Advanced Respiratory Support
- High-Flow Nasal Cannula (HFNC): Rescue therapy reducing intensive care requirement.
- Continuous Positive Airway Pressure (CPAP): Impending respiratory failure management.
- Intubation/Mechanical Ventilation: Severe refractory respiratory failure, exhaustion.
Pharmacotherapy Guidelines
| Intervention | Recommendation Status | Clinical Context |
|---|
| Nebulized Hypertonic Saline | Limited role | Considered children hospitalized >3 days. |
| Nebulized Adrenaline | Rescue medication | 0.1-0.3 mL/kg/dose (1:1,000); inconsistent short-lived improvement. |
| Beta-Agonists | Optional single trial | Discontinue lacking objective clinical response. |
| Antibiotics | NOT recommended | Strictly reserved documented secondary bacterial infection. |
| Systemic/Inhaled Steroids | NOT recommended | Lack outcome impact. |
| Chest Physiotherapy | NOT recommended | Exacerbates distress. |
| Ribavirin | NOT recommended | Minimal impact, high toxicity, challenging administration. |
Complications And Prognosis
Disease Course
- Self-limiting illness, symptoms typically subside 3-7 days.
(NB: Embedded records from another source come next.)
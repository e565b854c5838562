//! API utilities for frontend-backend communication
//!
//! Every helper returns `Result<T, String>`: the error is ready to be shown
//! to the operator (server message when the backend sent one).

use contracts::shared::api_response::{ApiEnvelope, Pagination};
use gloo_net::http::{Request, RequestBuilder, Response};
use serde::{de::DeserializeOwned, Serialize};

use crate::shared::config::client_config;

pub const LOAD_FAILED: &str = "Error al cargar los datos";

/// Base URL for API requests
///
/// Empty `[api] base_url` means the same origin as the page, so paths stay
/// relative.
pub fn api_base() -> String {
    client_config().api.base_url.trim_end_matches('/').to_string()
}

/// Build a full API URL from a path
///
/// # Example
/// ```rust,ignore
/// let url = api_url("/tickets/api/ticket/15");
/// ```
pub fn api_url(path: &str) -> String {
    format!("{}{}", api_base(), path)
}

/// Path with an optional query string
pub fn with_query(path: &str, query: &str) -> String {
    let query = query.trim_start_matches('?');
    if query.is_empty() {
        path.to_string()
    } else {
        format!("{}?{}", path, query)
    }
}

fn ajax(builder: RequestBuilder) -> RequestBuilder {
    builder
        .header("X-Requested-With", "XMLHttpRequest")
        .header("Accept", "application/json")
}

async fn read_json<T: DeserializeOwned>(response: Response) -> Result<T, String> {
    if !response.ok() {
        let status = response.status();
        // backend кладёт причину в message даже при 4xx/5xx
        let message = response
            .json::<ApiEnvelope<serde_json::Value>>()
            .await
            .ok()
            .and_then(|env| env.message)
            .map(|m| m.text())
            .filter(|m| !m.trim().is_empty());
        return Err(message.unwrap_or_else(|| format!("HTTP error: {}", status)));
    }

    response
        .json::<T>()
        .await
        .map_err(|e| format!("Failed to parse response: {}", e))
}

pub async fn get_json<T: DeserializeOwned>(url: &str) -> Result<T, String> {
    log::debug!("GET {}", url);
    let response = ajax(Request::get(url))
        .send()
        .await
        .map_err(|e| format!("Request failed: {}", e))?;
    read_json(response).await
}

/// POST `application/x-www-form-urlencoded`
pub async fn post_form<B: Serialize, T: DeserializeOwned>(url: &str, body: &B) -> Result<T, String> {
    let encoded =
        serde_qs::to_string(body).map_err(|e| format!("Failed to encode form: {}", e))?;
    log::debug!("POST {} ({})", url, encoded);
    let response = ajax(Request::post(url))
        .header("Content-Type", "application/x-www-form-urlencoded; charset=UTF-8")
        .body(encoded)
        .map_err(|e| format!("Failed to build request: {}", e))?
        .send()
        .await
        .map_err(|e| format!("Request failed: {}", e))?;
    read_json(response).await
}

pub async fn post_json<B: Serialize, T: DeserializeOwned>(url: &str, body: &B) -> Result<T, String> {
    log::debug!("POST {}", url);
    let response = ajax(Request::post(url))
        .json(body)
        .map_err(|e| format!("Failed to encode body: {}", e))?
        .send()
        .await
        .map_err(|e| format!("Request failed: {}", e))?;
    read_json(response).await
}

/// GET of an enveloped endpoint: `data` plus optional pagination
pub async fn fetch_envelope<T: DeserializeOwned>(
    url: &str,
) -> Result<(T, Option<Pagination>), String> {
    let envelope: ApiEnvelope<T> = get_json(url).await?;
    envelope.into_result(LOAD_FAILED)
}

#[cfg(test)]
mod tests {
    use super::*;

    #[test]
    fn test_with_query() {
        assert_eq!(with_query("/a", ""), "/a");
        assert_eq!(with_query("/a", "?page=2"), "/a?page=2");
        assert_eq!(with_query("/a", "page=2&state=Asignado"), "/a?page=2&state=Asignado");
    }

    #[test]
    fn test_api_url_same_origin_by_default() {
        assert_eq!(api_url("/tickets/api/warranty"), "/tickets/api/warranty");
    }
}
- Median ambulatory symptom duration 14 days; 10% symptomatic 3 weeks.
- Case fatality <1% developed nations, primarily affecting infants possessing complex comorbidities.
Known Complications
- Acute Respiratory Distress Syndrome (ARDS).
- Congestive heart failure, myocarditis, arrhythmias.
- Secondary bacterial infection, acute otitis media.
- Bronchiolitis obliterans.
- Predisposition childhood asthma (relationship observed 25% cases).
Prevention
General And Immunoprophylaxis
- Strict hand hygiene.
- Avoidance passive smoking.
- Encourage breastfeeding.
- Palivizumab: Monoclonal antibody administered intramuscularly (15 mg/kg) monthly during seasonal epidemics. Maximum five doses.
- Palivizumab Indications: Infants <12 months possessing prematurity <29 weeks, chronic lung disease prematurity, hemodynamically significant congenital heart disease.
- Nirsevimab: Single dose providing 5 months protection.